Build a Python App with CockroachDB and SQLAlchemy

Warning:
Cockroach Labs will stop providing Assistance Support for this version on November 12, 2021. Prior to that date, upgrade to a more recent version to continue receiving support. For more details, see the Release Support Policy.
Tip:

Take our newest Cockroach University course, CockroachDB for Python Developers.

This tutorial shows you how build a simple Python application with CockroachDB and the SQLAlchemy ORM. For the CockroachDB back-end, you'll use a temporary local cluster.

Note:

The example code on this page uses Python 3.

Warning:

SQLAlchemy relies on the existence of foreign keys to generate JOIN expressions from your application code. If you remove foreign keys from your schema, SQLAlchemy will not generate joins for you. As a workaround, you can create a "custom foreign condition" by adding a relationship field to your table objects, or do the equivalent work in your application.

Step 1. Install SQLAlchemy

To install SQLAlchemy, as well as a CockroachDB Python package that accounts for some differences between CockroachDB and PostgreSQL, run the following command:

icon/buttons/copy
$ pip install sqlalchemy sqlalchemy-cockroachdb psycopg2
Tip:

You can substitute psycopg2 for other alternatives that include the psycopg python package.

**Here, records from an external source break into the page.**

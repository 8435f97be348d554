//! # Export View
//!
//! Read-only, serialisable snapshot of a mesh for external writers. No file
//! format is produced here; writers consume [`MeshExport`] directly or
//! through serde.

use std::collections::BTreeMap;

use serde::{Deserialize, Serialize};

use crate::element::ElementType;
use crate::mesh::Mesh;
use crate::node::{ElementId, NodeId};

/// One node: label and coordinates.
#[derive(Debug, Clone, Copy, PartialEq, Serialize, Deserialize)]
pub struct ExportNode {
    pub label: NodeId,
    pub coords: [f64; 3],
}

/// One element inside a type block.
#[derive(Debug, Clone, PartialEq, Eq, Serialize, Deserialize)]
pub struct ExportElement {
    pub label: ElementId,
    pub nodes: Vec<NodeId>,
}

/// All elements of one type.
#[derive(Debug, Clone, PartialEq, Eq, Serialize, Deserialize)]
pub struct ElementBlock {
    pub element_type: ElementType,
    pub elements: Vec<ExportElement>,
}

/// Snapshot of a mesh in label order.
#[derive(Debug, Clone, PartialEq, Serialize, Deserialize)]
pub struct MeshExport {
    pub nodes: Vec<ExportNode>,
    pub element_blocks: Vec<ElementBlock>,
    pub node_sets: BTreeMap<String, Vec<NodeId>>,
    pub element_sets: BTreeMap<String, Vec<ElementId>>,
}

impl Mesh {
    /// Builds the export view.
    pub fn export(&self) -> MeshExport {
        let nodes = self
            .nodes()
            .map(|n| ExportNode {
                label: n.label(),
                coords: n.position.to_array(),
            })
            .collect();

        let element_blocks = self
            .elements_by_type()
            .iter()
            .map(|(&element_type, ids)| ElementBlock {
                element_type,
                elements: ids
                    .iter()
                    .filter_map(|&id| self.element(id).ok())
                    .map(|e| ExportElement {
                        label: e.label(),
                        nodes: e.nodes().to_vec(),
                    })
                    .collect(),
            })
            .collect();

        MeshExport {
            nodes,
            element_blocks,
            node_sets: self.node_sets.clone(),
            element_sets: self.element_sets.clone(),
        }
    }
}
//! # Config Crate
//!
//! Centralized configuration constants for the structured mesh engine.
//! Tolerances, transition ratios and warp defaults live here so the mesh
//! crate never scatters literals.
//!
//! ## Usage
//!
//! ```rust
//! use config::constants::{MeshConfig, DEFAULT_BLEND_EXPONENT, TRANSITION_RATIO};
//!
//! let cfg = MeshConfig::default();
//! assert_eq!(cfg.blend_exponent, DEFAULT_BLEND_EXPONENT);
//!
//! // A transition plate of order 2 needs faces of 3^2 * k + 1 nodes.
//! let nodes_per_cell = TRANSITION_RATIO.pow(2);
//! assert_eq!(nodes_per_cell, 9);
//! ```
//!
//! ## Design Principles
//!
//! - **Single Source of Truth**: All constants defined once, used everywhere
//! - **Validated Snapshots**: `MeshConfig::new` rejects nonsensical values

pub mod constants;

#[cfg(test)]
mod tests;
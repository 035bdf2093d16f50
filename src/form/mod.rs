//! Form state controller for the new-event screen.

mod state;

pub use state::FormState;
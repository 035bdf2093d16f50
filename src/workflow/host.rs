/// Whether an alert reports good or bad news.
#[derive(Debug, Clone, Copy, PartialEq, Eq)]
pub enum AlertKind {
    Success,
    Error,
}

/// A user-visible acknowledgment raised by a workflow.
#[derive(Debug, Clone, PartialEq, Eq)]
pub struct Alert {
    pub kind: AlertKind,
    pub title: String,
    pub message: String,
}

impl Alert {
    pub fn success(title: impl Into<String>, message: impl Into<String>) -> Self {
        Self {
            kind: AlertKind::Success,
            title: title.into(),
            message: message.into(),
        }
    }

    pub fn error(title: impl Into<String>, message: impl Into<String>) -> Self {
        Self {
            kind: AlertKind::Error,
            title: title.into(),
            message: message.into(),
        }
    }
}

/// The presentation layer a workflow reports back to.
pub trait Host {
    /// Shows an alert to the user.
    fn alert(&mut self, alert: Alert);

    /// Leaves the current screen for the previous one.
    fn navigate_back(&mut self);
}

/// A [`Host`] that buffers what it is told so the caller can apply it later.
#[derive(Debug, Clone, Default, PartialEq, Eq)]
pub struct RecordingHost {
    pub alerts: Vec<Alert>,
    pub navigated_back: usize,
}

impl Host for RecordingHost {
    fn alert(&mut self, alert: Alert) {
        self.alerts.push(alert);
    }

    fn navigate_back(&mut self) {
        self.navigated_back += 1;
    }
}

#[cfg(test)]
mod tests {
    use super::*;

    #[test]
    fn constructors_set_kind() {
        assert_eq!(Alert::success("a", "b").kind, AlertKind::Success);
        assert_eq!(Alert::error("a", "b").kind, AlertKind::Error);
    }

    #[test]
    fn recording_host_buffers_calls() {
        let mut host = RecordingHost::default();
        host.alert(Alert::error("Error", "nope"));
        host.navigate_back();
        assert_eq!(host.alerts, vec![Alert::error("Error", "nope")]);
        assert_eq!(host.navigated_back, 1);
    }
}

For other ways to install SQLAlchemy, see the official documentation.

Step 2. Start CockroachDB

  1. If you haven't already, download the CockroachDB binary.
  2. Run the cockroach demo command:

    icon/buttons/copy
    $ cockroach demo \
    --empty
    

    This starts a temporary, in-memory cluster and opens an interactive SQL shell to the cluster.

  3. Take note of the (sql/tcp) connection string in the SQL shell welcome text:

    # Connection parameters:
    #   (console) http://127.0.0.1:61009
    #   (sql)     postgres://root:admin@?host=%2Fvar%2Ffolders%2Fk1%2Fr048yqpd7_9337rgxm9vb_gw0000gn%2FT%2Fdemo255013852&port=26257
    #   (sql/tcp) postgres://root:admin@127.0.0.1:61011?sslmode=require    
    

    You will use it in your application code later.

Step 3. Create a database

  1. In the SQL shell, create the bank database that your application will use:

    icon/buttons/copy
    > CREATE DATABASE bank;
    
  2. Create a SQL user for your app:

    icon/buttons/copy
    > CREATE USER <username> WITH PASSWORD <password>;
    

    Take note of the username and password. You will use it in your application code later.

  3. Give the user the necessary permissions:

    icon/buttons/copy
    > GRANT ALL ON DATABASE bank TO <username>;
    

Step 4. Run the Python code

The code below uses SQLAlchemy to map Python objects and methods to SQL operations.

You can run this script as many times as you want; on each run, the script will create some new accounts and shuffle money around between randomly selected accounts.

Specifically, the script:

  1. Reads in existing account IDs (if any) from the bank database.
  2. Creates additional accounts with randomly generated IDs. Then, it adds a bit of money to each new account.
  3. Chooses two accounts at random and takes half of the money from the first and deposits it into the second.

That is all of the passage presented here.